[Excerpts from a dataset]
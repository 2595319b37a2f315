//! Carrier designator and flight number types.

use std::fmt;

use serde::{Serialize, Serializer};

/// Error returned when parsing an invalid carrier designator.
#[derive(Debug, Clone, PartialEq, Eq, thiserror::Error)]
#[error("invalid carrier code: {reason}")]
pub struct InvalidCarrierCode {
    reason: &'static str,
}

/// A 2 or 3 character airline designator.
///
/// Two-character IATA designators may mix letters and digits (`AF`, `B6`,
/// `9W`) but must contain at least one letter. Three-character designators
/// are ICAO-style and must be all letters.
///
/// # Examples
///
/// ```
/// use itinerary_gds::domain::CarrierCode;
///
/// assert_eq!(CarrierCode::parse("AF").unwrap().as_str(), "AF");
/// assert!(CarrierCode::parse("B6").is_ok());
/// assert!(CarrierCode::parse("KLM").is_ok());
///
/// assert!(CarrierCode::parse("12").is_err());
/// assert!(CarrierCode::parse("A33").is_err());
/// assert!(CarrierCode::parse("af").is_err());
/// ```
#[derive(Clone, Copy, PartialEq, Eq, Hash, PartialOrd, Ord)]
pub struct CarrierCode {
    bytes: [u8; 3],
    len: u8,
}

impl CarrierCode {
    /// Sentinel used when the operating airline cannot be identified.
    pub const UNKNOWN: CarrierCode = CarrierCode {
        bytes: *b"YY ",
        len: 2,
    };

    /// Parse a carrier designator from a string.
    pub fn parse(s: &str) -> Result<Self, InvalidCarrierCode> {
        let bytes = s.as_bytes();

        match bytes.len() {
            2 => {
                if !bytes
                    .iter()
                    .all(|b| b.is_ascii_uppercase() || b.is_ascii_digit())
                {
                    return Err(InvalidCarrierCode {
                        reason: "must be uppercase letters or digits",
                    });
                }
                if !bytes.iter().any(u8::is_ascii_uppercase) {
                    return Err(InvalidCarrierCode {
                        reason: "must contain at least one letter",
                    });
                }
                Ok(CarrierCode {
                    bytes: [bytes[0], bytes[1], b' '],
                    len: 2,
                })
            }
            3 => {
                if !bytes.iter().all(u8::is_ascii_uppercase) {
                    return Err(InvalidCarrierCode {
                        reason: "3-character codes must be uppercase letters",
                    });
                }
                Ok(CarrierCode {
                    bytes: [bytes[0], bytes[1], bytes[2]],
                    len: 3,
                })
            }
            _ => Err(InvalidCarrierCode {
                reason: "must be 2 or 3 characters",
            }),
        }
    }

    /// Returns the designator as a string slice.
    pub fn as_str(&self) -> &str {
        std::str::from_utf8(&self.bytes[..self.len as usize]).unwrap_or_default()
    }

    /// Returns true for the unresolved-carrier sentinel.
    pub fn is_unknown(&self) -> bool {
        *self == Self::UNKNOWN
    }
}

impl fmt::Debug for CarrierCode {
    fn fmt(&self, f: &mut fmt::Formatter<'_>) -> fmt::Result {
        write!(f, "CarrierCode({})", self.as_str())
    }
}

impl fmt::Display for CarrierCode {
    fn fmt(&self, f: &mut fmt::Formatter<'_>) -> fmt::Result {
        f.write_str(self.as_str())
    }
}

impl Serialize for CarrierCode {
    fn serialize<S: Serializer>(&self, serializer: S) -> Result<S::Ok, S::Error> {
        serializer.serialize_str(self.as_str())
    }
}

/// Error returned when parsing an invalid flight number.
#[derive(Debug, Clone, PartialEq, Eq, thiserror::Error)]
#[error("invalid flight number: {reason}")]
pub struct InvalidFlightNumber {
    reason: &'static str,
}

/// A flight number of 1-4 digits, stored without leading zeros.
///
/// ```
/// use itinerary_gds::domain::FlightNumber;
///
/// assert_eq!(FlightNumber::parse("007").unwrap().as_str(), "7");
/// assert_eq!(FlightNumber::parse("1234").unwrap().as_str(), "1234");
/// assert!(FlightNumber::parse("12345").is_err());
/// assert!(FlightNumber::parse("0").is_err());
/// ```
#[derive(Debug, Clone, Copy, PartialEq, Eq, Hash)]
pub struct FlightNumber(u16);

impl FlightNumber {
    /// Parse a flight number from a string of 1-4 ASCII digits.
    pub fn parse(s: &str) -> Result<Self, InvalidFlightNumber> {
        if s.is_empty() || s.len() > 4 {
            return Err(InvalidFlightNumber {
                reason: "must be 1-4 digits",
            });
        }
        if !s.bytes().all(|b| b.is_ascii_digit()) {
            return Err(InvalidFlightNumber {
                reason: "must be ASCII digits",
            });
        }
        let value: u16 = s.parse().map_err(|_| InvalidFlightNumber {
            reason: "must be 1-4 digits",
        })?;
        if value == 0 {
            return Err(InvalidFlightNumber {
                reason: "must not be zero",
            });
        }
        Ok(FlightNumber(value))
    }

    /// Returns the flight number digits.
    pub fn as_str(&self) -> String {
        self.0.to_string()
    }

    /// Number of digits in the flight number.
    pub fn digits(&self) -> usize {
        self.as_str().len()
    }
}

impl fmt::Display for FlightNumber {
    fn fmt(&self, f: &mut fmt::Formatter<'_>) -> fmt::Result {
        write!(f, "{}", self.0)
    }
}

impl Serialize for FlightNumber {
    fn serialize<S: Serializer>(&self, serializer: S) -> Result<S::Ok, S::Error> {
        serializer.serialize_str(&self.as_str())
    }
}

#[cfg(test)]
mod tests {
    use super::*;

    #[test]
    fn parse_valid_carrier_codes() {
        assert!(CarrierCode::parse("AF").is_ok()); // Air France
        assert!(CarrierCode::parse("B6").is_ok()); // JetBlue
        assert!(CarrierCode::parse("9W").is_ok());
        assert!(CarrierCode::parse("U2").is_ok()); // easyJet
        assert!(CarrierCode::parse("KLM").is_ok());
    }

    #[test]
    fn reject_invalid_carrier_codes() {
        assert!(CarrierCode::parse("").is_err());
        assert!(CarrierCode::parse("A").is_err());
        assert!(CarrierCode::parse("12").is_err());
        assert!(CarrierCode::parse("af").is_err());
        assert!(CarrierCode::parse("A3X9").is_err());
        assert!(CarrierCode::parse("A33").is_err());
        assert!(CarrierCode::parse("A-").is_err());
    }

    #[test]
    fn unknown_sentinel() {
        assert_eq!(CarrierCode::UNKNOWN.as_str(), "YY");
        assert!(CarrierCode::UNKNOWN.is_unknown());
        assert_eq!(CarrierCode::parse("YY").unwrap(), CarrierCode::UNKNOWN);
        assert!(!CarrierCode::parse("AF").unwrap().is_unknown());
    }

    #[test]
    fn carrier_display_and_debug() {
        let code = CarrierCode::parse("KLM").unwrap();
        assert_eq!(code.to_string(), "KLM");
        assert_eq!(format!("{:?}", code), "CarrierCode(KLM)");
    }

    #[test]
    fn flight_number_strips_leading_zeros() {
        let n = FlightNumber::parse("0042").unwrap();
        assert_eq!(n.as_str(), "42");
        assert_eq!(n.digits(), 2);
    }

    #[test]
    fn flight_number_rejects_garbage() {
        assert!(FlightNumber::parse("").is_err());
        assert!(FlightNumber::parse("12a").is_err());
        assert!(FlightNumber::parse("00000").is_err());
        assert!(FlightNumber::parse("0000").is_err());
    }
}

#[cfg(test)]
mod proptests {
    use super::*;
    use proptest::prelude::*;

    proptest! {
        /// Two uppercase letters always form a valid designator
        #[test]
        fn two_letters_valid(s in "[A-Z]{2}") {
            let code = CarrierCode::parse(&s).unwrap();
            prop_assert_eq!(code.as_str(), s.as_str());
        }

        /// Two digits never form a valid designator
        #[test]
        fn two_digits_invalid(s in "[0-9]{2}") {
            prop_assert!(CarrierCode::parse(&s).is_err());
        }

        /// Non-zero flight numbers roundtrip through their integer value
        #[test]
        fn flight_number_roundtrip(n in 1u16..10000) {
            let parsed = FlightNumber::parse(&n.to_string()).unwrap();
            prop_assert_eq!(parsed.as_str(), n.to_string());
        }
    }
}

## YOUR ASSIGNMENT
Above are the records; report each line in them that includes the word "Hash".

## SOLUTION TO THE EXERCISE
#[derive(Clone, Copy, PartialEq, Eq, Hash, PartialOrd, Ord)]
#[derive(Debug, Clone, Copy, PartialEq, Eq, Hash)]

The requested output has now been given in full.